Indeed, from the above equation we derive:
\[Y_W = Y_{WF} - \frac{Y_L }{100}Y_{WF} = Y_{WF} \left( {1 - \frac{Y_L }{100}} \right)\]
and so:
\[Y_W = Y_{WF} \left( 1 - \frac{i\, X}{100 \left( 1 + \frac{i \, X}{a} \right) } \right)\]
This function can be fit with ‘drm()’, by using the ‘DRC.cousens85()’ self starting function.
model <- drm(Yield ~ Dens, fct = DRC.cousens85(),
data = competition)
summary(model)
##
## Model fitted: Yield-Weed Density function (Cousens, 1985) (3 parms)
##
## Parameter estimates:
##
## Estimate Std.
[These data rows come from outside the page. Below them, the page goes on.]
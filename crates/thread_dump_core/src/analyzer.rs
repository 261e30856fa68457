use crate::{DumpConfig, DumpError, Result};
use std::path::Path;

/// Guarded file access shared by the tool operations.
#[derive(Debug, Clone)]
pub struct DumpAnalyzer {
    config: DumpConfig,
}

impl DumpAnalyzer {
    pub fn new(config: DumpConfig) -> Self {
        Self { config }
    }

    /// Checks that `path` names a regular file within the size cap.
    ///
    /// Any failure to stat the path is reported as not found.
    pub async fn inspect(&self, path: &Path) -> Result<u64> {
        let metadata = match tokio::fs::metadata(path).await {
            Ok(metadata) => metadata,
            Err(e) => {
                tracing::debug!("metadata failed for {}: {}", path.display(), e);
                return Err(DumpError::NotFound(path.to_path_buf()));
            }
        };

        if metadata.is_dir() {
            return Err(DumpError::IsDirectory(path.to_path_buf()));
        }

        let size = metadata.len();
        if size > self.config.max_file_bytes {
            return Err(DumpError::TooLarge {
                path: path.to_path_buf(),
                size,
                limit: self.config.max_file_bytes,
            });
        }

        Ok(size)
    }

    /// Reads a dump as UTF-8, replacing undecodable bytes.
    pub async fn read_text(&self, path: &Path) -> Result<String> {
        let bytes = tokio::fs::read(path)
            .await
            .map_err(|e| DumpError::io(path, e))?;
        Ok(String::from_utf8_lossy(&bytes).into_owned())
    }

    pub async fn load(&self, path: &Path) -> Result<String> {
        self.inspect(path).await?;
        self.read_text(path).await
    }

    pub fn config(&self) -> &DumpConfig {
        &self.config
    }
}

impl Default for DumpAnalyzer {
    fn default() -> Self {
        Self::new(DumpConfig::default())
    }
}
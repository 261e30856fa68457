use crate::ops::diff::diff_analyses;
use crate::ops::parse::parse_thread_dump;
use crate::types::{CompareRequest, ComparisonResult};
use crate::{DumpAnalyzer, Result};

/// Validates both paths before reading either, then parses and diffs them.
pub async fn compare(analyzer: &DumpAnalyzer, request: &CompareRequest) -> Result<ComparisonResult> {
    tracing::info!(
        "Comparing thread dumps: a={}, b={}, max_threads={}, diff_mode={}",
        request.path_a.display(),
        request.path_b.display(),
        request.max_threads,
        request.diff_mode
    );

    for path in [&request.path_a, &request.path_b] {
        analyzer.inspect(path).await?;
    }

    let (text_a, text_b) = tokio::try_join!(
        analyzer.read_text(&request.path_a),
        analyzer.read_text(&request.path_b)
    )?;

    let a = parse_thread_dump(&text_a, request.max_threads);
    let b = parse_thread_dump(&text_b, request.max_threads);

    Ok(diff_analyses(&a, &b, request.diff_mode))
}
pub mod analysis;
pub mod comparison;
pub mod requests;

pub use analysis::{empty_counts, DeadlockRecord, StateCounts, ThreadDumpAnalysis, ThreadState};
pub use comparison::{ComparisonReport, ComparisonResult, DeadlockNote, DiffMode};
pub use requests::{AnalyzeRequest, CompareRequest};
pub mod analyze;
pub mod compare;
pub mod diff;
pub mod parse;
Error t-value p-value
## YWF:(Intercept) 30.47211 0.92763 32.8493 < 2.2e-16 ***
## i:(Intercept) 8.24038 1.36541 6.0351 3.857e-07 ***
## a:(Intercept) 75.07312 2.40366 31.2328 < 2.2e-16 ***
## ---
## Signif. codes: 0 '***' 0.001 '**' 0.01 '*' 0.05 '.' 0.1 ' ' 1
##
## Residual standard error:
##
## 1.866311 (41 degrees of freedom)
plot(model, log="", main = "Yield-Weed density function")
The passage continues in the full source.